Another embodiment comprises a method for adding specific hardware on both receive and transmit sides that will hide to the software most of the effort related to buffer and pointers management. At unitization, a set of pointers and buffers is provided by software, in quantity large enough to support expected traffic. A Send Queue Replenisher (SQR) and Receive Queue Replenisher (RQR) hide RQ and SQ management to software.
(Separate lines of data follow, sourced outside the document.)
use super::queue::{Line, PlaybackQueue, PlaybackScope, Scene, Section, UnitKey};
use super::sequencer::{PlaybackBehavior, Sequencer, SequencerState};
use super::word_loop::WordLoop;
use super::{Effect, Ticket};
use crate::config::PlaybackConfig;
use crate::StepDirection;

/// Trigger surface over one [`Sequencer`] and one [`WordLoop`].
///
/// The two never run together: every play operation stops the word loop
/// before its first utterance, and a word press while sequence playback is
/// running is ignored.
#[derive(Debug, Default)]
pub struct Controller {
    config: PlaybackConfig,
    sequencer: Sequencer,
    word_loop: WordLoop,
    reading_cursor: usize,
}

impl Controller {
    pub fn new(config: PlaybackConfig) -> Self {
        Self {
            config,
            ..Default::default()
        }
    }

    pub fn config(&self) -> &PlaybackConfig {
        &self.config
    }

    /// Replace the settings. Units already speaking keep their auto-pause
    /// snapshot; a live sentence or section chain picks up `repeat_current`.
    pub fn set_config(&mut self, config: PlaybackConfig) {
        self.sequencer.set_repeat_current(config.repeat_current);
        self.config = config;
    }

    pub fn state(&self) -> SequencerState {
        self.sequencer.state()
    }

    pub fn highlight(&self) -> Option<&UnitKey> {
        self.sequencer.highlight()
    }

    pub fn sequencer(&self) -> &Sequencer {
        &self.sequencer
    }

    pub fn word_loop(&self) -> &WordLoop {
        &self.word_loop
    }

    /// Sentence index of section reading; follows section playback.
    pub fn reading_cursor(&self) -> usize {
        self.reading_cursor
    }

    pub fn play_scene(&mut self, scene: &Scene) -> Vec<Effect> {
        self.play(PlaybackQueue::scene(scene), 0)
    }

    pub fn play_line(&mut self, line: &Line) -> Vec<Effect> {
        self.play(PlaybackQueue::line(line), 0)
    }

    pub fn play_sentence(&mut self, line: &Line, index: usize) -> Vec<Effect> {
        self.play(PlaybackQueue::sentence(line, index), 0)
    }

    /// Read `section` continuously from `from`, or from the reading cursor.
    /// A cursor already on the last sentence starts over from the top.
    pub fn read_section(&mut self, section: &Section, from: Option<usize>) -> Vec<Effect> {
        let len = section.sentences.len();
        if len == 0 {
            return Vec::new();
        }
        let start = match from {
            Some(index) => index,
            None if self.reading_cursor >= len - 1 => 0,
            None => self.reading_cursor,
        };
        self.play(PlaybackQueue::section(section), start)
    }

    /// Move the reading cursor one sentence. Section playback that was
    /// running restarts from the new sentence.
    pub fn step_section(&mut self, section: &Section, direction: StepDirection) -> Vec<Effect> {
        let len = section.sentences.len();
        if len == 0 {
            return Vec::new();
        }
        let was_reading = matches!(self.sequencer.position(), Some((PlaybackScope::Section, _)));
        let next = match direction {
            StepDirection::Next => (self.reading_cursor + 1).min(len - 1),
            StepDirection::Prev => self.reading_cursor.saturating_sub(1).min(len - 1),
        };

        let mut effects = self.stop_all();
        self.reading_cursor = next;
        if was_reading {
            effects.extend(self.play(PlaybackQueue::section(section), next));
        }
        effects
    }

    pub fn stop_all(&mut self) -> Vec<Effect> {
        self.word_loop.stop();
        self.sequencer.stop()
    }

    pub fn press_word(&mut self, word: &str) -> Vec<Effect> {
        if self.sequencer.is_playing() {
            log::debug!("Ignoring word press while sequence playback is running");
            return Vec::new();
        }
        self.word_loop.start(word, &self.config.speech)
    }

    pub fn release_word(&mut self) {
        self.word_loop.stop();
    }

    /// Hand a completed speak or wait back to whichever loop issued it.
    pub fn resume(&mut self, ticket: &Ticket) -> Vec<Effect> {
        let effects = match ticket {
            Ticket::Sequence(ticket) => self.sequencer.resume(ticket, &self.config),
            Ticket::Word(ticket) => self.word_loop.resume(ticket, &self.config.speech),
        };
        self.track_reading();
        effects
    }

    fn play(&mut self, queue: PlaybackQueue, start: usize) -> Vec<Effect> {
        self.word_loop.stop();
        let behavior = PlaybackBehavior::for_scope(queue.scope(), &self.config);
        let effects = self.sequencer.start(queue, start, behavior, &self.config);
        self.track_reading();
        effects
    }

    fn track_reading(&mut self) {
        if let Some((PlaybackScope::Section, index)) = self.sequencer.position() {
            self.reading_cursor = index;
        }
    }
}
RQR and SQR fully monitor pointers queues and perform recirculation of pointers from transmit side receive side.
RQ/RQR is preloaded with a number of RQWE large enough to guarantee no depletion of RQ until WQE may be received from SQ.
When a packet is received; using the hash performed on defined packet header fields, a QP is selected by the hardware; the RQWE at the head of the RQR cache for the corresponding RQ is used.
The RQWE contains the address where to store the packet content in memory; data transfer is fully handled by the hardware.
When the packet has been loaded in memory, a CQE is created by the hardware that contains: memory address used for storing packet (RQWE) miscellaneous data on packet (size, Ethernet flags, errors, sequencing . . . ).
The CQ is scheduled by the hardware to an available thread. The elected thread process the CQE.
The thread performs what is needed on the received packet to change it to a packet ready for transmission.
The thread enqueues the SQWE in SQ/SQR.
When at head of SQR cache, the packet is read by the hardware at address indicated in SQWE.
The packet is transmitted by the hardware using additional information contained in the SQWE.
If enabled in SQWE, the address of now free memory location is recirculated by the hardware in RQ as a RQWE.
Otherwise a CQE is generated by the hardware to indicate transmit completion to software; the WQE will have to be returned to RQ by software.
Another embodiment of the present invention handles all data movement tasks and all buffer management operations; threads have no more to care about these necessary but time costing tasks. Thus it highly increases performance by delegating to hardware all data movement tasks. Buffer management operations are further improved by using hardware cache that hide most latency due to DMA access while maximizing DMA efficiency (for example using a full cache line of 64B for transfer). Optionally the software can choose to fully use hardware capabilities or only use part of them.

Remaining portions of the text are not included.